(Collected data)
Segment Open
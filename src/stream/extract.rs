//! 上游事件负载文本提取
//!
//! Langflow 流事件的负载嵌套较深，且不同版本把文本放在不同位置。
//! 这里按固定优先级依次尝试一组提取策略，任何一层字段缺失或
//! 类型不符都视为"无片段"，绝不视为错误。

use serde_json::Value;

/// 提取策略签名
type ExtractFn = fn(&Value) -> Option<&str>;

/// 策略一: `outputs[0].outputs[0].artifacts.message`
fn artifact_message(payload: &Value) -> Option<&str> {
    payload
        .get("outputs")?
        .get(0)?
        .get("outputs")?
        .get(0)?
        .get("artifacts")?
        .get("message")?
        .as_str()
        .filter(|s| !s.is_empty())
}

/// 策略二: `outputs[0].outputs[0].results.message.text`
fn result_message_text(payload: &Value) -> Option<&str> {
    payload
        .get("outputs")?
        .get(0)?
        .get("outputs")?
        .get(0)?
        .get("results")?
        .get("message")?
        .get("text")?
        .as_str()
        .filter(|s| !s.is_empty())
}

/// 按优先级排列的提取策略
///
/// 顺序是对齐线上 Langflow 行为的契约:
/// artifacts.message 优先于 results.message.text
const EXTRACTORS: &[ExtractFn] = &[artifact_message, result_message_text];

/// 从一条上游事件负载中提取文本片段
///
/// 所有策略都未命中时返回 `None`，调用方静默跳过该事件
pub fn extract_fragment(payload: &Value) -> Option<&str> {
    EXTRACTORS.iter().find_map(|extract| extract(payload))
}
//! 流翻译层
//!
//! 把 Langflow 的流式响应翻译为发给前端的归一化事件流：
//! - 事件类型定义 (events)
//! - 负载文本提取 (extract)
//! - 行级解析与内容累积 (parser)
//! - 字节流到事件流的异步管道 (pipeline)
//!
//! # 架构设计
//!
//! ```text
//! 上游字节流 ──> [FlowStreamParser] ──> RelayEvent ──> to_wire() ──> 前端输出单元
//! ```
//!
//! 输出单元是裸 JSON 对象加一个空行分隔符，不带 `data: ` 前缀；
//! 前缀解析只发生在消费上游的一侧。

pub mod events;
pub mod extract;
pub mod parser;
pub mod pipeline;

// 重新导出核心类型
pub use events::RelayEvent;
pub use extract::extract_fragment;
pub use parser::FlowStreamParser;
pub use pipeline::{translate_byte_stream, STREAM_IDLE_TIMEOUT};
//! 中继错误类型
//!
//! 定义请求处理过程中可能发生的错误及其 HTTP 映射。
//! 线上错误载荷是扁平的 `{"error": "..."}`，Display 文本直接上线，
//! 所以各变体的错误消息保持英文。
//!
//! 单行流事件解析失败不在此列: 那是唯一被完全恢复的错误，
//! 解析器告警后跳过该行。

use axum::http::StatusCode;
use axum::response::{IntoResponse, Response};
use axum::Json;
use thiserror::Error;

/// 中继错误
#[derive(Error, Debug, Clone)]
pub enum RelayError {
    /// 令牌未配置或仍是占位符
    #[error("{0}")]
    Config(String),

    /// 入站请求不合法
    #[error("{0}")]
    Validation(String),

    /// 上游返回非成功状态码
    #[error("API returned status code {status}: {body}")]
    Upstream { status: u16, body: String },

    /// 网络层面未到达上游
    #[error("API request failed: {0}")]
    Transport(String),
}

impl RelayError {
    /// 令牌缺失或占位符未替换
    pub fn token_not_configured() -> Self {
        Self::Config("Please set your application token in the LANGFLOW_TOKEN variable".to_string())
    }

    /// 从上游响应状态构造错误
    pub fn from_upstream_status(status: u16, body: impl Into<String>) -> Self {
        Self::Upstream {
            status,
            body: body.into(),
        }
    }

    /// 从 reqwest 错误构造传输错误
    pub fn from_reqwest_error(e: &reqwest::Error) -> Self {
        Self::Transport(e.to_string())
    }

    /// 获取对应的 HTTP 状态码
    pub fn status_code(&self) -> u16 {
        match self {
            RelayError::Config(_) => 500,
            RelayError::Validation(_) => 400,
            RelayError::Upstream { .. } => 500,
            RelayError::Transport(_) => 500,
        }
    }

    /// 获取错误类型字符串（用于结构化日志）
    pub fn error_type(&self) -> &'static str {
        match self {
            RelayError::Config(_) => "config_error",
            RelayError::Validation(_) => "validation_error",
            RelayError::Upstream { .. } => "upstream_error",
            RelayError::Transport(_) => "transport_error",
        }
    }

    /// 转换为线上错误载荷
    pub fn to_json(&self) -> serde_json::Value {
        serde_json::json!({ "error": self.to_string() })
    }
}

impl IntoResponse for RelayError {
    fn into_response(self) -> Response {
        let status = StatusCode::from_u16(self.status_code())
            .unwrap_or(StatusCode::INTERNAL_SERVER_ERROR);
        (status, Json(self.to_json())).into_response()
    }
}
Segment Closed
▶ _Task item_: The lines above that hold the string "artifacts" are to be located and copied.

▶ _Exercise solution_:
/// 策略一: `outputs[0].outputs[0].artifacts.message`
        .get("artifacts")?
/// artifacts.message 优先于 results.message.text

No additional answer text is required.